• _WHAT YOU ARE ASKED TO DO_
Show all lines of the listing that contain the word "match".

• _LISTED RECORDS_
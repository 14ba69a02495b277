//! HCN bindings
//!
//! Every HCN call blocks, so each operation runs on the blocking pool.
//! Documents go in and come out as schema 2.0 JSON; HRESULTs are classified
//! by [`Error::from_hresult`].

use std::ffi::c_void;
use async_trait::async_trait;
use serde::de::DeserializeOwned;
use uuid::Uuid;
use windows::core::{GUID, HSTRING, PCWSTR, PWSTR};
use windows::Win32::System::Com::CoTaskMemFree;
use windows::Win32::System::HostComputeNetwork::*;
use super::schema::{
    self, HostComputeEndpoint, HostComputeLoadBalancer, HostComputeNetwork, HostComputeQuery,
    ModifyEndpointSettingRequest,
};
use super::{
    EndpointDraft, EndpointInfo, HnsClient, LoadBalancerDraft, LoadBalancerInfo, NetworkInfo,
    ENDPOINT_FLAG_REMOTE,
};
use crate::policy::PolicyInfo;
use crate::{Error, Result};

/// Take ownership of a string allocated by HCN
unsafe fn take_string(value: PWSTR) -> String {
    if value.is_null() {
        return String::new();
    }
    let s = value.to_string().unwrap_or_default();
    CoTaskMemFree(Some(value.as_ptr() as *const c_void));
    s
}

/// Run one HCN call, turning a failed HRESULT into a crate error
fn hcn<F>(operation: &'static str, id: &str, call: F) -> Result<()>
where
    F: FnOnce(*mut PWSTR) -> windows::core::Result<()>,
{
    let mut record = PWSTR::null();
    let result = call(std::ptr::addr_of_mut!(record));
    let record = unsafe { take_string(record) };
    result.map_err(|e| {
        if !record.is_empty() {
            tracing::debug!(operation, id, error_record = %record, "HCN error record");
        }
        Error::from_hresult(e.code().0, operation, id)
    })
}

fn guid(id: Uuid) -> GUID {
    GUID::from_u128(id.as_u128())
}

fn document<T: serde::Serialize>(value: &T) -> Result<HSTRING> {
    Ok(HSTRING::from(serde_json::to_string(value)?))
}

/// Open HCN object, closed on drop
struct Handle {
    raw: *mut c_void,
    close: unsafe fn(*const c_void) -> windows::core::Result<()>,
}

impl Drop for Handle {
    fn drop(&mut self) {
        if !self.raw.is_null() {
            unsafe {
                let _ = (self.close)(self.raw);
            }
        }
    }
}

#[derive(Debug, Clone, Copy)]
enum Resource {
    Network,
    Endpoint,
    LoadBalancer,
}

impl Resource {
    fn name(self) -> &'static str {
        match self {
            Resource::Network => "network",
            Resource::Endpoint => "endpoint",
            Resource::LoadBalancer => "load balancer",
        }
    }

    fn close_fn(self) -> unsafe fn(*const c_void) -> windows::core::Result<()> {
        match self {
            Resource::Network => HcnCloseNetwork,
            Resource::Endpoint => HcnCloseEndpoint,
            Resource::LoadBalancer => HcnCloseLoadBalancer,
        }
    }

    fn enumerate(self, query: &HostComputeQuery) -> Result<Vec<Uuid>> {
        let query = document(query)?;
        let mut ids = PWSTR::null();
        hcn("enumerate", self.name(), |record| unsafe {
            let query = PCWSTR(query.as_ptr());
            match self {
                Resource::Network => HcnEnumerateNetworks(query, &mut ids, Some(record)),
                Resource::Endpoint => HcnEnumerateEndpoints(query, &mut ids, Some(record)),
                Resource::LoadBalancer => HcnEnumerateLoadBalancers(query, &mut ids, Some(record)),
            }
        })?;

        let ids = unsafe { take_string(ids) };
        if ids.trim().is_empty() {
            return Ok(Vec::new());
        }
        let ids: Vec<String> = serde_json::from_str(&ids)?;
        ids.iter().map(|id| schema::parse_id(self.name(), id)).collect()
    }

    fn open(self, id: Uuid) -> Result<Handle> {
        let guid = guid(id);
        let mut raw: *mut c_void = std::ptr::null_mut();
        hcn(self.name(), &id.to_string(), |record| unsafe {
            match self {
                Resource::Network => HcnOpenNetwork(&guid, &mut raw, Some(record)),
                Resource::Endpoint => HcnOpenEndpoint(&guid, &mut raw, Some(record)),
                Resource::LoadBalancer => HcnOpenLoadBalancer(&guid, &mut raw, Some(record)),
            }
        })?;
        Ok(Handle {
            raw,
            close: self.close_fn(),
        })
    }

    fn query<T: DeserializeOwned>(self, handle: &Handle, id: &str) -> Result<T> {
        let query = document(&HostComputeQuery::all())?;
        let mut properties = PWSTR::null();
        hcn(self.name(), id, |record| unsafe {
            let query = PCWSTR(query.as_ptr());
            match self {
                Resource::Network => {
                    HcnQueryNetworkProperties(handle.raw, query, &mut properties, Some(record))
                }
                Resource::Endpoint => {
                    HcnQueryEndpointProperties(handle.raw, query, &mut properties, Some(record))
                }
                Resource::LoadBalancer => {
                    HcnQueryLoadBalancerProperties(handle.raw, query, &mut properties, Some(record))
                }
            }
        })?;
        let properties = unsafe { take_string(properties) };
        Ok(serde_json::from_str(&properties)?)
    }

    fn properties<T: DeserializeOwned>(self, id: Uuid) -> Result<T> {
        let handle = self.open(id)?;
        self.query(&handle, &id.to_string())
    }
}

fn endpoint(id: Uuid) -> Result<EndpointInfo> {
    Resource::Endpoint
        .properties::<HostComputeEndpoint>(id)?
        .try_into()
}

fn create_endpoint(network: &NetworkInfo, doc: &HostComputeEndpoint) -> Result<EndpointInfo> {
    let settings = document(doc)?;
    let network_handle = Resource::Network.open(network.id)?;
    let id = Uuid::new_v4();
    let guid = guid(id);
    let mut raw: *mut c_void = std::ptr::null_mut();
    hcn("create_endpoint", &network.name, |record| unsafe {
        HcnCreateEndpoint(
            network_handle.raw,
            &guid,
            PCWSTR(settings.as_ptr()),
            &mut raw,
            Some(record),
        )
    })?;
    let handle = Handle {
        raw,
        close: Resource::Endpoint.close_fn(),
    };
    Resource::Endpoint
        .query::<HostComputeEndpoint>(&handle, &id.to_string())?
        .try_into()
}

async fn blocking<T, F>(call: F) -> Result<T>
where
    T: Send + 'static,
    F: FnOnce() -> Result<T> + Send + 'static,
{
    tokio::task::spawn_blocking(call)
        .await
        .map_err(|e| Error::Unavailable(format!("HCN call aborted: {}", e)))?
}

/// [`HnsClient`] backed by the host's HCN service
#[derive(Debug, Default, Clone, Copy)]
pub struct HcnClient;

impl HcnClient {
    pub fn new() -> Self {
        Self
    }
}

#[async_trait]
impl HnsClient for HcnClient {
    async fn get_network_by_name(&self, name: &str) -> Result<NetworkInfo> {
        let name = name.to_string();
        blocking(move || {
            let id = Resource::Network
                .enumerate(&HostComputeQuery::by_name(&name))?
                .into_iter()
                .next()
                .ok_or_else(|| Error::not_found("network", &name))?;
            Resource::Network
                .properties::<HostComputeNetwork>(id)?
                .try_into()
        })
        .await
    }

    async fn get_endpoint_by_id(&self, id: Uuid) -> Result<EndpointInfo> {
        blocking(move || endpoint(id)).await
    }

    async fn list_endpoints(&self) -> Result<Vec<EndpointInfo>> {
        blocking(|| {
            let mut endpoints = Vec::new();
            for id in Resource::Endpoint.enumerate(&HostComputeQuery::all())? {
                match endpoint(id) {
                    Ok(ep) => endpoints.push(ep),
                    // Deleted between enumerate and open
                    Err(e) if e.is_not_found() => {}
                    Err(e) => return Err(e),
                }
            }
            Ok(endpoints)
        })
        .await
    }

    async fn create_endpoint(
        &self,
        network: &NetworkInfo,
        draft: &EndpointDraft,
    ) -> Result<EndpointInfo> {
        let network = network.clone();
        let doc = HostComputeEndpoint::from_draft(draft, &network);
        blocking(move || create_endpoint(&network, &doc)).await
    }

    async fn create_remote_endpoint(
        &self,
        network: &NetworkInfo,
        draft: &EndpointDraft,
    ) -> Result<EndpointInfo> {
        let network = network.clone();
        let mut doc = HostComputeEndpoint::from_draft(draft, &network);
        doc.flags |= ENDPOINT_FLAG_REMOTE;
        blocking(move || create_endpoint(&network, &doc)).await
    }

    async fn update_endpoint_policy(&self, id: Uuid, policy: &PolicyInfo) -> Result<()> {
        let request = serde_json::to_string(&ModifyEndpointSettingRequest::apply_policy(policy))?;
        blocking(move || {
            let handle = Resource::Endpoint.open(id)?;
            let request = HSTRING::from(request);
            hcn("update_endpoint_policy", &id.to_string(), |record| unsafe {
                HcnModifyEndpoint(handle.raw, PCWSTR(request.as_ptr()), Some(record))
            })
        })
        .await
    }

    async fn delete_endpoint(&self, id: Uuid) -> Result<()> {
        blocking(move || {
            let guid = guid(id);
            hcn("delete_endpoint", &id.to_string(), |record| unsafe {
                HcnDeleteEndpoint(&guid, Some(record))
            })
        })
        .await
    }

    async fn list_load_balancers(&self) -> Result<Vec<LoadBalancerInfo>> {
        blocking(|| {
            let mut lbs = Vec::new();
            for id in Resource::LoadBalancer.enumerate(&HostComputeQuery::all())? {
                match Resource::LoadBalancer.properties::<HostComputeLoadBalancer>(id) {
                    Ok(lb) => lbs.push(lb.try_into()?),
                    Err(e) if e.is_not_found() => {}
                    Err(e) => return Err(e),
                }
            }
            Ok(lbs)
        })
        .await
    }

    async fn get_load_balancer_by_id(&self, id: Uuid) -> Result<LoadBalancerInfo> {
        blocking(move || {
            Resource::LoadBalancer
                .properties::<HostComputeLoadBalancer>(id)?
                .try_into()
        })
        .await
    }

    async fn create_load_balancer(&self, draft: &LoadBalancerDraft) -> Result<LoadBalancerInfo> {
        let doc = HostComputeLoadBalancer::from(draft);
        blocking(move || {
            let settings = document(&doc)?;
            let id = Uuid::new_v4();
            let guid = guid(id);
            let mut raw: *mut c_void = std::ptr::null_mut();
            hcn("create_load_balancer", &id.to_string(), |record| unsafe {
                HcnCreateLoadBalancer(&guid, PCWSTR(settings.as_ptr()), &mut raw, Some(record))
            })?;
            let handle = Handle {
                raw,
                close: Resource::LoadBalancer.close_fn(),
            };
            Resource::LoadBalancer
                .query::<HostComputeLoadBalancer>(&handle, &id.to_string())?
                .try_into()
        })
        .await
    }

    async fn delete_load_balancer(&self, id: Uuid) -> Result<()> {
        blocking(move || {
            let guid = guid(id);
            hcn("delete_load_balancer", &id.to_string(), |record| unsafe {
                HcnDeleteLoadBalancer(&guid, Some(record))
            })
        })
        .await
    }
}
impl Catalog {
    /// Builds repositories over `fixtures`.
    #[must_use]
    pub fn new(fixtures: Fixtures, latency: LatencyProfile) -> Self {
        Self {
            courses: MemoryRepository::new(fixtures.courses, latency),
            lessons: MemoryRepository::new(fixtures.lessons, latency),
            quizzes: MemoryRepository::new(fixtures.quizzes, latency),
            forum: MemoryRepository::new(fixtures.posts, latency),
            progress: ProgressTracker::new(fixtures.progress, latency),
            telemetry: None,
        }
    }

    /// Builds repositories over the bundled fixtures.
    pub fn with_fixtures(latency: LatencyProfile) -> Result<Self, CatalogError> {
        Ok(Self::new(Fixtures::load()?, latency))
    }

    /// Injects telemetry at runtime.
    #[must_use]
    pub fn with_telemetry(mut self, telemetry: CatalogTelemetry) -> Self {
        self.telemetry = Some(telemetry);
        self
    }

    /// Course repository.
    #[must_use]
    pub const fn courses(&self) -> &MemoryRepository<Course> {
        &self.courses
    }

    /// Lesson repository.
    #[must_use]
    pub const fn lessons(&self) -> &MemoryRepository<Lesson> {
        &self.lessons
    }

    /// Quiz repository.
    #[must_use]
    pub const fn quizzes(&self) -> &MemoryRepository<Quiz> {
        &self.quizzes
    }

    /// Forum repository.
    #[must_use]
    pub const fn forum(&self) -> &MemoryRepository<ForumPost> {
        &self.forum
    }

    /// Progress of the session's learner.
    #[must_use]
    pub const fn progress(&self) -> &ProgressTracker {
        &self.progress
    }

    /// Home screen numbers for `date`.
    pub async fn dashboard(
        &self,
        date: NaiveDate,
        profile: &LearnerProfile,
    ) -> Result<Dashboard, CatalogError> {
        let (courses, progress, posts) = tokio::join!(
            self.courses.get_all(),
            self.progress.get_all(),
            self.forum.get_all()
        );
        let (courses, posts) = (courses?, posts?);
        let stats = profile_stats(profile, &courses, &progress);
        let dashboard = Dashboard {
            overall_progress: overall_progress(&courses, &progress),
            in_progress: in_progress_courses(&courses, &progress)
                .into_iter()
                .cloned()
                .collect(),
            recommended: recommended_courses(&courses, &progress)
                .into_iter()
                .cloned()
                .collect(),
            achievements: unlocked_achievements(&stats, &progress, &posts, DEFAULT_USER),
            stats,
            daily_tip: daily_tip(date),
        };
        self.log(
            LogLevel::Debug,
            "catalog.dashboard.loaded",
            &json!({
                "courses": courses.len(),
                "overall_progress": dashboard.overall_progress,
            }),
        );
        Ok(dashboard)
    }

    /// Marks a lesson of `course_id` as watched.
    pub async fn complete_lesson(
        &self,
        course_id: RecordId,
        lesson_id: RecordId,
    ) -> Result<CourseProgress, CatalogError> {
        if let Err(err) = self.lessons.get_by_id(lesson_id).await {
            self.fail("catalog.lesson.complete_failed", &err, json!({ "lesson_id": lesson_id }))
                .await;
            return Err(err);
        }
        let progress = self.progress.mark_lesson_complete(course_id, lesson_id).await;
        let payload = json!({
            "course_id": course_id,
            "lesson_id": lesson_id,
            "completed": progress.completed_count(),
        });
        self.log(LogLevel::Info, "catalog.lesson.completed", &payload);
        self.event("catalog.lesson.completed", payload).await;
        self.notify(&Notice::success("Lesson completed! Great job!")).await;
        Ok(progress)
    }

    /// Grades `choices` against the lesson's quiz and records the score.
    pub async fn submit_quiz(
        &self,
        lesson_id: RecordId,
        choices: &[usize],
    ) -> Result<QuizOutcome, CatalogError> {
        let (quiz, lesson) = tokio::join!(
            self.quizzes.get_by_lesson_id(lesson_id),
            self.lessons.get_by_id(lesson_id)
        );
        let (quiz, lesson) = match (quiz, lesson) {
            (Ok(quiz), Ok(lesson)) => (quiz, lesson),
            (Err(err), _) | (_, Err(err)) => {
                self.fail("catalog.quiz.submit_failed", &err, json!({ "lesson_id": lesson_id }))
                    .await;
                return Err(err);
            }
        };
        let mut attempt = QuizAttempt::new(&quiz);
        for &choice in choices {
            if attempt.answer(choice).is_none() {
                break;
            }
        }
        let score = attempt.score();
        let progress = self
            .progress
            .update_quiz_score(lesson.course_id, lesson_id, score)
            .await;
        let outcome = QuizOutcome {
            quiz_id: quiz.id,
            correct: attempt.correct_count(),
            total: quiz.questions.len(),
            score,
            grade: attempt.grade(),
            progress,
        };
        let payload = json!({ "quiz_id": quiz.id, "lesson_id": lesson_id, "score": score });
        self.log(LogLevel::Info, "catalog.quiz.submitted", &payload);
        self.event("catalog.quiz.submitted", payload).await;
        self.notify(&attempt.notice()).await;
        Ok(outcome)
    }

    /// Publishes a post written by the session's learner.
    pub async fn create_post(
        &self,
        title: &str,
        content: &str,
        category: &str,
    ) -> Result<ForumPost, CatalogError> {
        if title.trim().is_empty() || content.trim().is_empty() {
            let err = CatalogError::IncompletePost;
            self.fail("catalog.forum.post_rejected", &err, json!({})).await;
            return Err(err);
        }
        let draft = PostDraft {
            user_id: DEFAULT_USER.into(),
            title: title.trim().into(),
            content: content.trim().into(),
            category: category.into(),
        };
        match self.forum.create(draft).await {
            Ok(post) => {
                let payload = json!({ "post_id": post.id, "category": post.category });
                self.log(LogLevel::Info, "catalog.forum.post_created", &payload);
                self.event("catalog.forum.post_created", payload).await;
                self.notify(&Notice::success("Post created successfully!")).await;
                Ok(post)
            }
            Err(err) => {
                self.log(
                    LogLevel::Warn,
                    "catalog.forum.post_failed",
                    &json!({ "error": err.to_string() }),
                );
                self.notify(&Notice::error("Failed to create post")).await;
                Err(err)
            }
        }
    }

    /// Upvotes a post.
    pub async fn upvote(&self, post_id: RecordId) -> Result<ForumPost, CatalogError> {
        match self.forum.upvote(post_id).await {
            Ok(post) => {
                let payload = json!({ "post_id": post_id, "upvotes": post.upvotes });
                self.log(LogLevel::Info, "catalog.forum.upvote", &payload);
                self.event("catalog.forum.upvote", payload).await;
                self.notify(&Notice::success("Post upvoted!")).await;
                Ok(post)
            }
            Err(err) => {
                self.log(
                    LogLevel::Warn,
                    "catalog.forum.upvote_failed",
                    &json!({ "post_id": post_id, "error": err.to_string() }),
                );
                self.notify(&Notice::error("Failed to upvote post")).await;
                Err(err)
            }
        }
    }

    /// Replies to a post as the session's learner.
    pub async fn reply(&self, post_id: RecordId, content: &str) -> Result<ForumPost, CatalogError> {
        if content.trim().is_empty() {
            let err = CatalogError::EmptyReply;
            self.fail("catalog.forum.reply_rejected", &err, json!({ "post_id": post_id }))
                .await;
            return Err(err);
        }
        let draft = ReplyDraft {
            user_id: DEFAULT_USER.into(),
            content: content.trim().into(),
        };
        match self.forum.add_reply(post_id, draft).await {
            Ok(post) => {
                let payload = json!({ "post_id": post_id, "replies": post.replies.len() });
                self.log(LogLevel::Info, "catalog.forum.reply", &payload);
                self.event("catalog.forum.reply", payload).await;
                Ok(post)
            }
            Err(err) => {
                self.fail("catalog.forum.reply_failed", &err, json!({ "post_id": post_id }))
                    .await;
                Err(err)
            }
        }
    }

    async fn fail(&self, event_type: &str, err: &CatalogError, mut payload: Value) {
        if let Some(fields) = payload.as_object_mut() {
            fields.insert("error".into(), json!(err.to_string()));
        }
        self.log(LogLevel::Warn, event_type, &payload);
        self.notify(&Notice::error(err.to_string())).await;
    }

    fn log(&self, level: LogLevel, message: &str, metadata: &Value) {
        if let Some(tel) = &self.telemetry {
            let _ = tel.log(level, message, metadata);
        }
    }

    async fn event(&self, event_type: &str, payload: Value) {
        if let Some(tel) = &self.telemetry {
            let _ = tel.event(event_type, payload).await;
        }
    }

    async fn notify(&self, notice: &Notice) {
        if let Some(tel) = &self.telemetry {
            let _ = tel.notify(notice).await;
        }
    }
}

• _OUTPUT OF THE EXERCISE_
        match self {
        match self {
            match self {
            match self {
            match self {
                match endpoint(id) {
                match Resource::LoadBalancer.properties::<HostComputeLoadBalancer>(id) {
        let (quiz, lesson) = match (quiz, lesson) {
        match self.forum.create(draft).await {
        match self.forum.upvote(post_id).await {
        match self.forum.add_reply(post_id, draft).await {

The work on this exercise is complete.